Stored data entries
------------------------------------

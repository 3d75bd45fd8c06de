//! Data models
//!
//! Rust structs representing the federation tables.
//! Entity ids are ULIDs; queue timestamps are epoch milliseconds.

use chrono::{DateTime, Utc};
use serde::{Deserialize, Serialize};

// =============================================================================
// ID Types
// =============================================================================

/// Entity ID wrapper (ULID format, 26 characters)
///
/// Example: "01ARZ3NDEKTSV4RRFFQ69G5FAV"
#[derive(Debug, Clone, PartialEq, Eq, Hash, Serialize, Deserialize)]
#[serde(transparent)]
pub struct EntityId(pub String);

impl EntityId {
    /// Generate a new ULID
    pub fn new() -> Self {
        Self(ulid::Ulid::new().to_string())
    }
}

impl Default for EntityId {
    fn default() -> Self {
        Self::new()
    }
}

// =============================================================================
// Actor
// =============================================================================

/// A federation identity, local or remote.
///
/// Local actors always carry a private key and no domain; remote
/// actors never carry a private key. The table enforces the same rule.
#[derive(Debug, Clone, Serialize, Deserialize, sqlx::FromRow)]
pub struct Actor {
    pub id: String,
    /// ActivityPub id (globally unique)
    pub uri: String,
    pub username: String,
    /// Host of a remote actor, None for local actors
    pub domain: Option<String>,
    pub inbox_uri: String,
    pub shared_inbox_uri: Option<String>,
    pub followers_uri: Option<String>,
    pub key_id: String,
    /// RSA public key (SPKI PEM)
    pub public_key_pem: String,
    /// RSA private key (PKCS#8 PEM), local actors only
    #[serde(skip_serializing)]
    pub private_key_pem: Option<String>,
    pub is_local: bool,
    pub manually_approves_followers: bool,
    pub created_at: DateTime<Utc>,
    pub updated_at: DateTime<Utc>,
}

impl Actor {
    /// Build a local actor rooted at `base_url`.
    pub fn new_local(
        base_url: &str,
        username: &str,
        manually_approves_followers: bool,
        private_key_pem: String,
        public_key_pem: String,
    ) -> Self {
        let now = Utc::now();
        let uri = local_actor_uri(base_url, username);
        Self {
            id: EntityId::new().0,
            key_id: format!("{}#main-key", uri),
            inbox_uri: format!("{}/inbox", uri),
            shared_inbox_uri: Some(format!("{}/shared/inbox", base_url)),
            followers_uri: Some(format!("{}/followers", uri)),
            uri,
            username: username.to_string(),
            domain: None,
            public_key_pem,
            private_key_pem: Some(private_key_pem),
            is_local: true,
            manually_approves_followers,
            created_at: now,
            updated_at: now,
        }
    }

    /// Build a remote actor from a fetched actor document.
    pub fn new_remote(profile: RemoteActorProfile) -> Self {
        let now = Utc::now();
        Self {
            id: EntityId::new().0,
            uri: profile.uri,
            username: profile.username,
            domain: Some(profile.domain),
            inbox_uri: profile.inbox_uri,
            shared_inbox_uri: profile.shared_inbox_uri,
            followers_uri: profile.followers_uri,
            key_id: profile.key_id,
            public_key_pem: profile.public_key_pem,
            private_key_pem: None,
            is_local: false,
            manually_approves_followers: profile.manually_approves_followers,
            created_at: now,
            updated_at: now,
        }
    }

    /// Inbox to deliver to: the shared inbox when advertised.
    pub fn delivery_inbox(&self) -> &str {
        self.shared_inbox_uri.as_deref().unwrap_or(&self.inbox_uri)
    }
}

/// Actor URI for a local username.
pub fn local_actor_uri(base_url: &str, username: &str) -> String {
    format!("{}/actors/{}", base_url.trim_end_matches('/'), username)
}

/// Fields parsed from a remote actor document.
#[derive(Debug, Clone, PartialEq, Eq)]
pub struct RemoteActorProfile {
    pub uri: String,
    pub username: String,
    pub domain: String,
    pub inbox_uri: String,
    pub shared_inbox_uri: Option<String>,
    pub followers_uri: Option<String>,
    pub key_id: String,
    pub public_key_pem: String,
    pub manually_approves_followers: bool,
}

// =============================================================================
// Follow relationship
// =============================================================================

/// Follow relationship state
#[derive(Debug, Clone, Copy, PartialEq, Eq, Serialize, Deserialize)]
#[serde(rename_all = "lowercase")]
pub enum FollowState {
    Requested,
    Approved,
    Rejected,
}

impl FollowState {
    pub fn as_str(&self) -> &'static str {
        match self {
            Self::Requested => "requested",
            Self::Approved => "approved",
            Self::Rejected => "rejected",
        }
    }

    pub fn parse(value: &str) -> Option<Self> {
        match value {
            "requested" => Some(Self::Requested),
            "approved" => Some(Self::Approved),
            "rejected" => Some(Self::Rejected),
            _ => None,
        }
    }
}

/// `source` follows (or asked to follow) `target`.
#[derive(Debug, Clone, Serialize, Deserialize, sqlx::FromRow)]
pub struct Follow {
    pub id: String,
    pub source_actor_id: String,
    pub target_actor_id: String,
    /// Values: requested, approved, rejected
    pub state: String,
    /// Follow activity id; required whenever either party is remote
    pub activity_id: Option<String>,
    pub created_at: DateTime<Utc>,
    pub updated_at: DateTime<Utc>,
}

impl Follow {
    pub fn new(
        source_actor_id: &str,
        target_actor_id: &str,
        state: FollowState,
        activity_id: Option<String>,
    ) -> Self {
        let now = Utc::now();
        Self {
            id: EntityId::new().0,
            source_actor_id: source_actor_id.to_string(),
            target_actor_id: target_actor_id.to_string(),
            state: state.as_str().to_string(),
            activity_id,
            created_at: now,
            updated_at: now,
        }
    }

    /// Parsed state; unknown values read as rejected.
    pub fn follow_state(&self) -> FollowState {
        FollowState::parse(&self.state).unwrap_or(FollowState::Rejected)
    }

    pub fn is_approved(&self) -> bool {
        self.follow_state() == FollowState::Approved
    }
}

// =============================================================================
// Status / Like / Reblog
// =============================================================================

/// A post stored because a Create reached this server
#[derive(Debug, Clone, Serialize, Deserialize, sqlx::FromRow)]
pub struct Status {
    pub id: String,
    /// ActivityPub URI (globally unique)
    pub uri: String,
    pub actor_id: String,
    /// Sanitized HTML content
    pub content: String,
    pub in_reply_to_uri: Option<String>,
    /// Visibility: public, unlisted, private, direct
    pub visibility: String,
    pub is_local: bool,
    pub created_at: DateTime<Utc>,
}

/// A Like or Announce applied to a status URI.
///
/// The status itself may not be stored locally.
#[derive(Debug, Clone, Serialize, Deserialize, sqlx::FromRow)]
pub struct Interaction {
    pub id: String,
    pub activity_id: String,
    pub actor_id: String,
    pub status_uri: String,
    pub created_at: DateTime<Utc>,
}

impl Interaction {
    pub fn new(activity_id: &str, actor_id: &str, status_uri: &str) -> Self {
        Self {
            id: EntityId::new().0,
            activity_id: activity_id.to_string(),
            actor_id: actor_id.to_string(),
            status_uri: status_uri.to_string(),
            created_at: Utc::now(),
        }
    }
}

/// Which interaction table an [`Interaction`] lives in
#[derive(Debug, Clone, Copy, PartialEq, Eq)]
pub enum InteractionKind {
    Like,
    Reblog,
}

impl InteractionKind {
    pub(crate) fn table(&self) -> &'static str {
        match self {
            Self::Like => "likes",
            Self::Reblog => "reblogs",
        }
    }
}

// =============================================================================
// Idempotency
// =============================================================================

/// Final outcome of processing an inbound activity
#[derive(Debug, Clone, Copy, PartialEq, Eq)]
pub enum ProcessedOutcome {
    Processed,
    Rejected,
    Error,
}

impl ProcessedOutcome {
    pub fn as_str(&self) -> &'static str {
        match self {
            Self::Processed => "processed",
            Self::Rejected => "rejected",
            Self::Error => "error",
        }
    }
}

#[derive(Debug, Clone, sqlx::FromRow)]
pub struct ProcessedActivity {
    pub digest: String,
    pub activity_id: String,
    /// Values: processed, rejected, error
    pub outcome: String,
    pub detail: Option<String>,
    pub processed_at: DateTime<Utc>,
}

// =============================================================================
// Jobs
// =============================================================================

/// Row of the durable job queue
#[derive(Debug, Clone, Serialize, sqlx::FromRow)]
pub struct JobRecord {
    pub id: i64,
    pub queue: String,
    /// JSON payload
    pub payload: String,
    pub ordering_key: Option<String>,
    pub target_host: Option<String>,
    /// Values: pending, running, done, failed, dropped
    pub state: String,
    pub attempts: i64,
    pub next_run_at_ms: i64,
    pub locked_at_ms: Option<i64>,
    pub last_error: Option<String>,
    pub last_status: Option<i64>,
    pub created_at_ms: i64,
    pub updated_at_ms: i64,
}

// =============================================================================
// Domain blocks
// =============================================================================

/// Domain block
#[derive(Debug, Clone, Serialize, sqlx::FromRow)]
pub struct DomainBlock {
    pub id: String,
    pub domain: String,
    pub created_at: DateTime<Utc>,
}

------------------------------------

• Your assignment
Pick out all lines from the data above in which the word "enum" appears.

• The answer
pub enum FollowState {
pub enum InteractionKind {
pub enum ProcessedOutcome {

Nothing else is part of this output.